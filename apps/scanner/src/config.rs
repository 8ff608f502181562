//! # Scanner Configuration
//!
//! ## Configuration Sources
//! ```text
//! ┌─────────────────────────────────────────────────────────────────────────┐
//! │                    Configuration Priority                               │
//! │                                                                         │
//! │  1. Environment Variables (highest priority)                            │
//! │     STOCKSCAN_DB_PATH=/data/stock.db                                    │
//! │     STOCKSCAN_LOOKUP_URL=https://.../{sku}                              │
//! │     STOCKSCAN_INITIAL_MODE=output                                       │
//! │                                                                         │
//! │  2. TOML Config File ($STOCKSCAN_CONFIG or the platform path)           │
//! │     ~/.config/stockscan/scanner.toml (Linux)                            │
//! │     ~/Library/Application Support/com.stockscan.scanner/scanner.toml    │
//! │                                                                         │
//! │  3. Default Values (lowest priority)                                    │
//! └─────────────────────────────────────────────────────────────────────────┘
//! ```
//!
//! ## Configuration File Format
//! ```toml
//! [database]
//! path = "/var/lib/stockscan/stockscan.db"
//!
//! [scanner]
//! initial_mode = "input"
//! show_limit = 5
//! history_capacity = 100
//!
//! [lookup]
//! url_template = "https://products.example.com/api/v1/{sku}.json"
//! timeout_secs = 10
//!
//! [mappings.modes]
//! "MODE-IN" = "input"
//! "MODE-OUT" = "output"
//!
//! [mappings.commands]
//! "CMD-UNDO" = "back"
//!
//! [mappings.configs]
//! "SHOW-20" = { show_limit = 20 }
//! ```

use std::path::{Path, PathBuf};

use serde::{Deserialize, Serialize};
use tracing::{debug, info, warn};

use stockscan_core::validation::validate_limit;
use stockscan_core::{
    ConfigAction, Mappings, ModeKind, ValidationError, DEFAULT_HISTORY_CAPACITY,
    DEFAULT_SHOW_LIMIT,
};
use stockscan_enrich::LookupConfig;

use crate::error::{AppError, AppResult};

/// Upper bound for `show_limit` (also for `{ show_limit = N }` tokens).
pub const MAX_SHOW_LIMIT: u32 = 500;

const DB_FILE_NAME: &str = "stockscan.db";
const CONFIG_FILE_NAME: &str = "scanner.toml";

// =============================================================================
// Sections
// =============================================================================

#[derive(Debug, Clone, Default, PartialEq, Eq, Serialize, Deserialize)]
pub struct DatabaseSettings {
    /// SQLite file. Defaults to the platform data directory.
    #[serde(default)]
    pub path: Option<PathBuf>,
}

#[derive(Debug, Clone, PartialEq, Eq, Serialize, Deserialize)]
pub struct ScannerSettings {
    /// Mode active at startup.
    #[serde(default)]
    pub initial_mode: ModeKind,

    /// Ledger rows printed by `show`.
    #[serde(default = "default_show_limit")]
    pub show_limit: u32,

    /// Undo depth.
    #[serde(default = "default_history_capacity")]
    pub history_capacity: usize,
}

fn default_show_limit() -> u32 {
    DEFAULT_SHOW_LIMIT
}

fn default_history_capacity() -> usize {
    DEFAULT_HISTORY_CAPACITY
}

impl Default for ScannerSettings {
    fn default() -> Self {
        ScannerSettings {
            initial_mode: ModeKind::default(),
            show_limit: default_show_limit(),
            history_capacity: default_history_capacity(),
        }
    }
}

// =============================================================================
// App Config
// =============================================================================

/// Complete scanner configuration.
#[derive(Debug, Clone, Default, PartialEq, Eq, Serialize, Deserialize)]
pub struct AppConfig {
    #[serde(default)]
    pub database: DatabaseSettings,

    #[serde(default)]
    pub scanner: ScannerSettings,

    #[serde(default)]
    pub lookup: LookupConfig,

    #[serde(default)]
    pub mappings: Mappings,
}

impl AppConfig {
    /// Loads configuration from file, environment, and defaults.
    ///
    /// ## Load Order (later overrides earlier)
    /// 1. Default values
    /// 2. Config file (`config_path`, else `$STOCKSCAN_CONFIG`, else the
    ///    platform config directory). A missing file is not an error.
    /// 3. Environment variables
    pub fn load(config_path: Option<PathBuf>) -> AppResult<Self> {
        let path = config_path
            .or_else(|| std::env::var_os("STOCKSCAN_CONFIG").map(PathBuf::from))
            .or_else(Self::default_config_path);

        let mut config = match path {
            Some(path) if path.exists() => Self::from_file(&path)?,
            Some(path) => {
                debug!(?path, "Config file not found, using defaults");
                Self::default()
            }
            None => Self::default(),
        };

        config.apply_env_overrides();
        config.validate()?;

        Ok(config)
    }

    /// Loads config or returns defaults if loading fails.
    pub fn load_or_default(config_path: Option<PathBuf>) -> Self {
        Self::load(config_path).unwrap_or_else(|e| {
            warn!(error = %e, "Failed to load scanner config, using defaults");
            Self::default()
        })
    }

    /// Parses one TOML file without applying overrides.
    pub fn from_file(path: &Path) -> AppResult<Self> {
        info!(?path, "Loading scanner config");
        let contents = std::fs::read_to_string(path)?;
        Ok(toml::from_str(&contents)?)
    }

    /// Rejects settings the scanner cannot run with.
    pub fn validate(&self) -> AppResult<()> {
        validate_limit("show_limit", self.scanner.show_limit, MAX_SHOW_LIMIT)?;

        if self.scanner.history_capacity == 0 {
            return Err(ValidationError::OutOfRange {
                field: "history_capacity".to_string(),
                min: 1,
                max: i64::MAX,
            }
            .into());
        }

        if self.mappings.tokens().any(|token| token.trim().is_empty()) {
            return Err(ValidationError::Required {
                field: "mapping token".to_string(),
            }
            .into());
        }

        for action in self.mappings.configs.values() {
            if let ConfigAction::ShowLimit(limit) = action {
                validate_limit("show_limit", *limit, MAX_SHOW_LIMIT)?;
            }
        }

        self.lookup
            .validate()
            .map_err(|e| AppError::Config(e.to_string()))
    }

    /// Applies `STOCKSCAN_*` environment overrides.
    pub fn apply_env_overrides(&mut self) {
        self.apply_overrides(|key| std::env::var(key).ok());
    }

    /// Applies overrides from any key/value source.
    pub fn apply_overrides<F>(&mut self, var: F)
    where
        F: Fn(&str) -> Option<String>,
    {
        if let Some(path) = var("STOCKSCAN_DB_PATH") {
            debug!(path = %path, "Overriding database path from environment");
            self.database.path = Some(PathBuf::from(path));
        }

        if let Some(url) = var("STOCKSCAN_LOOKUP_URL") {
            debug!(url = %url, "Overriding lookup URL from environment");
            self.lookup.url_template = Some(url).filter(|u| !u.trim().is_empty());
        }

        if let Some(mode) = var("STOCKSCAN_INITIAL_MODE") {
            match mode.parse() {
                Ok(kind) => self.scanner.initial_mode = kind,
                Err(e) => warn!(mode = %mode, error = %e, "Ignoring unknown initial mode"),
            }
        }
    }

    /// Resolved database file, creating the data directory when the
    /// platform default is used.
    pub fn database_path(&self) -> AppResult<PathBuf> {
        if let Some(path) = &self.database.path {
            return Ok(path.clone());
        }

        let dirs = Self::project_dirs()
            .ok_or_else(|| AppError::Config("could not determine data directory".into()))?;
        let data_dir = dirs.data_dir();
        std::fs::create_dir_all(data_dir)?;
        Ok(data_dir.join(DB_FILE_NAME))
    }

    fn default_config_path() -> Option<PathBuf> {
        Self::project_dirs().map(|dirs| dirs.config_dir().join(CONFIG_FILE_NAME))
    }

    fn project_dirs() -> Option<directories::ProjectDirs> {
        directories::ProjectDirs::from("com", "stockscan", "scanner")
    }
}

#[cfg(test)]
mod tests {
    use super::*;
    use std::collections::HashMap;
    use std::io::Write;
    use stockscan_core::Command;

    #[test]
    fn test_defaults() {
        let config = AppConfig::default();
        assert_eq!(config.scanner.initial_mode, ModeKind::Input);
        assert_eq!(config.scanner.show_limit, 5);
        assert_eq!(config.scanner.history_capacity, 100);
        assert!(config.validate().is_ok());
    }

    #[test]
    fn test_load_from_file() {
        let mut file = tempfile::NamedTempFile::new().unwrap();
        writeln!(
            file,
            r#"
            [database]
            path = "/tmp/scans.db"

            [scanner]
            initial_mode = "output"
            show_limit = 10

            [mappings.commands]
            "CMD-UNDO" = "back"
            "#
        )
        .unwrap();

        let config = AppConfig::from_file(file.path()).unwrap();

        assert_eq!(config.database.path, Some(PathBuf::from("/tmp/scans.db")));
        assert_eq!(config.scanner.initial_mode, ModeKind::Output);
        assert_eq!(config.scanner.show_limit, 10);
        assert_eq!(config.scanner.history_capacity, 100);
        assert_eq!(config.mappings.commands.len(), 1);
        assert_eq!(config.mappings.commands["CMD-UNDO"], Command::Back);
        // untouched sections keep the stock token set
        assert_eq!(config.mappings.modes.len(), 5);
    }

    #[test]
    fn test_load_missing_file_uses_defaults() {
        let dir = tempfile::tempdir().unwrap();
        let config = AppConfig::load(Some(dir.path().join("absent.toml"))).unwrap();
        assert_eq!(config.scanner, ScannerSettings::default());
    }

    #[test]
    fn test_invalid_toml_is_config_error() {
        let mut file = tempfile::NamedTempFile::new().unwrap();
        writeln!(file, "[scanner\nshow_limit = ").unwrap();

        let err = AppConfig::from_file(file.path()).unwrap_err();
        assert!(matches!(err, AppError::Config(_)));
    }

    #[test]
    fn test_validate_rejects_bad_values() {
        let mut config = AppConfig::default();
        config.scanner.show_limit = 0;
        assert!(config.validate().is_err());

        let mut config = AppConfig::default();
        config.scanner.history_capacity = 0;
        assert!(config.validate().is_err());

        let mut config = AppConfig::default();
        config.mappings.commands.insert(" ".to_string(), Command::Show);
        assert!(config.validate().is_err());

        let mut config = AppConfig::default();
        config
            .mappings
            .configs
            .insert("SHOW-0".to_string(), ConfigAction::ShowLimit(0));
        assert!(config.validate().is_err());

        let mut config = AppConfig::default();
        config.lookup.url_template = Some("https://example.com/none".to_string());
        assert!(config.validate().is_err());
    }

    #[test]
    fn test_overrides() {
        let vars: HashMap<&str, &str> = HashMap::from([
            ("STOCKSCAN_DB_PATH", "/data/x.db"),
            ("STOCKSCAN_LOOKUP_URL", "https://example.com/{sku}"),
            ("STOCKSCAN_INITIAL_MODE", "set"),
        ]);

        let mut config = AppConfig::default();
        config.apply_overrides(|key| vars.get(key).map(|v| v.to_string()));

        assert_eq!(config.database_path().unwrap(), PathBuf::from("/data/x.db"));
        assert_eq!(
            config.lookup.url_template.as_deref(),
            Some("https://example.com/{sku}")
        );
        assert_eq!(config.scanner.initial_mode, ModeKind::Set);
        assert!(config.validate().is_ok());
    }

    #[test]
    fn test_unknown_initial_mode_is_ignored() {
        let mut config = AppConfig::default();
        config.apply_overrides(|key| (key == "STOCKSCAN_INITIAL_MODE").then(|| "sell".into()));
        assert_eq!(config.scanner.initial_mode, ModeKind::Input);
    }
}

========

■ **What you should do**:
Only the lines from the start of the listing through the line with "const DB_FILE_NAME: &str" should be repeated, each exactly as it stands.

■ **The completed task**:
filename apps/scanner/src/config.rs
repository 8ff608f502181562
//! # Scanner Configuration
//!
//! ## Configuration Sources
//! ```text
//! ┌─────────────────────────────────────────────────────────────────────────┐
//! │                    Configuration Priority                               │
//! │                                                                         │
//! │  1. Environment Variables (highest priority)                            │
//! │     STOCKSCAN_DB_PATH=/data/stock.db                                    │
//! │     STOCKSCAN_LOOKUP_URL=https://.../{sku}                              │
//! │     STOCKSCAN_INITIAL_MODE=output                                       │
//! │                                                                         │
//! │  2. TOML Config File ($STOCKSCAN_CONFIG or the platform path)           │
//! │     ~/.config/stockscan/scanner.toml (Linux)                            │
//! │     ~/Library/Application Support/com.stockscan.scanner/scanner.toml    │
//! │                                                                         │
//! │  3. Default Values (lowest priority)                                    │
//! └─────────────────────────────────────────────────────────────────────────┘
//! ```
//!
//! ## Configuration File Format
//! ```toml
//! [database]
//! path = "/var/lib/stockscan/stockscan.db"
//!
//! [scanner]
//! initial_mode = "input"
//! show_limit = 5
//! history_capacity = 100
//!
//! [lookup]
//! url_template = "https://products.example.com/api/v1/{sku}.json"
//! timeout_secs = 10
//!
//! [mappings.modes]
//! "MODE-IN" = "input"
//! "MODE-OUT" = "output"
//!
//! [mappings.commands]
//! "CMD-UNDO" = "back"
//!
//! [mappings.configs]
//! "SHOW-20" = { show_limit = 20 }
//! ```

use std::path::{Path, PathBuf};

use serde::{Deserialize, Serialize};
use tracing::{debug, info, warn};

use stockscan_core::validation::validate_limit;
use stockscan_core::{
    ConfigAction, Mappings, ModeKind, ValidationError, DEFAULT_HISTORY_CAPACITY,
    DEFAULT_SHOW_LIMIT,
};
use stockscan_enrich::LookupConfig;

use crate::error::{AppError, AppResult};

/// Upper bound for `show_limit` (also for `{ show_limit = N }` tokens).
pub const MAX_SHOW_LIMIT: u32 = 500;

const DB_FILE_NAME: &str = "stockscan.db";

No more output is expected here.